Description of problem: when installing a new baremetal, ipi, cluster, masters dont come up or show as localhost.localdomain and deployment is blocked. Version-Release number of selected component (if applicable): 4.6+ How reproducible: it constantly happens but only in specific environments. Steps to Reproduce: 1. run the installer 2. wait for masters to appear Actual results: ``` [root@cnfd1-installer ~]# oc get node NAME STATUS ROLES AGE VERSION localhost.localdomain NotReady master 9m45s v1.19.0-rc.2+aaf4ce1-dirty ``` Expected results: all 3 masters should appear with their proper fqdn Additional info: I believe this is due to slow DHCP response, triggering some kind of nm related race condition. nevertheless /etc/systemd/system/kubelet.service.d/20-nodenet.conf contains the correct ip for the node.
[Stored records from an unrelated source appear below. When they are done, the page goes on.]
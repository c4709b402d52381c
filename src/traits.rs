//! The map surface port
//!
//! The tile-rendering engine is a black box to this crate. Everything the
//! core needs from it is captured by [`MapSurface`]; events flowing the
//! other way arrive as [`SurfaceEvent`](crate::input::events::SurfaceEvent)
//! values passed to [`MapCore::dispatch`](crate::core::map::MapCore::dispatch).
//!
//! Implementations are only ever called from the UI-owning context, so the
//! trait does not require `Send`.

use crate::core::camera::NativeCamera;
use crate::core::geo::{Color, LatLngBounds};
use crate::data::geojson::{Feature, FeatureCollection};
use crate::input::events::ScreenPoint;
use crate::layers::spec::{LayerPosition, LayerSpec, SourceSpec};
use crate::Result;
use std::time::Duration;

pub trait MapSurface {
    /// Starts loading a style document. Completion is reported later as
    /// `StyleLoaded` or `StyleLoadFailed`. All sources and layers added on
    /// top of the previous style are discarded.
    fn load_style(&mut self, url: &str);

    /// Placeholder colour painted until the style draws
    fn set_background_color(&mut self, color: Color);

    fn has_source(&self, id: &str) -> bool;

    fn add_source(&mut self, source: SourceSpec) -> Result<()>;

    /// Replaces the data of an existing GeoJSON source
    fn set_source_data(&mut self, id: &str, data: FeatureCollection) -> Result<()>;

    fn remove_source(&mut self, id: &str) -> Result<()>;

    fn has_layer(&self, id: &str) -> bool;

    fn add_layer(&mut self, layer: LayerSpec, position: LayerPosition) -> Result<()>;

    fn remove_layer(&mut self, id: &str) -> Result<()>;

    fn set_layer_visibility(&mut self, id: &str, visible: bool) -> Result<()>;

    fn set_paint_property(&mut self, id: &str, name: &str, value: serde_json::Value) -> Result<()>;

    /// Rendered features under a screen point, restricted to `layer_ids`,
    /// topmost first
    fn query_rendered_features(&self, point: ScreenPoint, layer_ids: &[&str]) -> Vec<Feature>;

    /// Moves the camera, animated over `transition` when given
    fn set_camera(&mut self, camera: NativeCamera, transition: Option<Duration>);

    /// Visible bounding box and zoom, or `None` before the first layout
    fn visible_region(&self) -> Option<(LatLngBounds, f64)>;
}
we are still facing this issue, i tried to deploy a cluster with 4.6.0-0.nightly-2020-09-09-083207 and the node name is localhost.localdomain [root@cnfd1-installer ~]# oc version Client Version: 4.6.0-0.nightly-2020-09-09-083207 Kubernetes Version: v1.19.0-rc.2+068702d [root@cnfd1-installer ~]# oc get node NAME STATUS ROLES AGE VERSION localhost.localdomain NotReady master,virtual 22h v1.19.0-rc.2+068702d
Is this happening with IPv6 on either of the networks? Or is this an IPv4 only deployment? I'm asking because nowadays we use the NetworkManager internal IPv6 client, which does not parse the IPV6 hostname DHCP option.
This is ipv4 and seems to be different from the issue that was breaking our ipv6 deployments. I forgot to update here with the results of my investigation, but this is what I found: I can see what's happening, but I have no idea why. I see the same flow as before: node boots, gets hostname, configure-ovs.sh unconfigures the interface, node loses hostname, configure-ovs brings up br-ex, node gets ip again. The difference is that after it DHCPs br-ex it doesn't get a hostname again. It proceeds to sit there for five minutes waiting for node-valid-hostname, which eventually times out and the subsequent services start up, then a couple of minutes later it gets a hostname again. That 6+ minute delay is too long to be explained just by slow DHCP or rDNS. I think we may need to talk to the NM team about what's going on here. The next step is going to be deploying in this environment with trace logging enabled in NM. They're going to ask us for that anyway when we raise this to them. I've pushed an MCO patch[0] to enable trace logging and I believe Yuval is going to deploy with it. 0: https://github.com/cybertron/machine-config-operator/tree/nm-trace
this is ipv4 trying with that nm-trace didnt reproduce the issue
4.6.0-0.nightly-2020-09-09-083207 is no longer available. Is this happening consistently with a newer, available build on the affected environments?
Please try to reproduce on a current build. We believe this to be fixed by https://github.com/openshift/machine-config-operator/pull/2094. If you are not able to reproduce this, I propose this be marked as a duplicate of BZ #1879156.
*** This bug has been marked as a duplicate of bug 1879156 ***
I deployed the same cluster with 4.6.0-0.nightly-2020-09-21-081745 and it seems to work fine.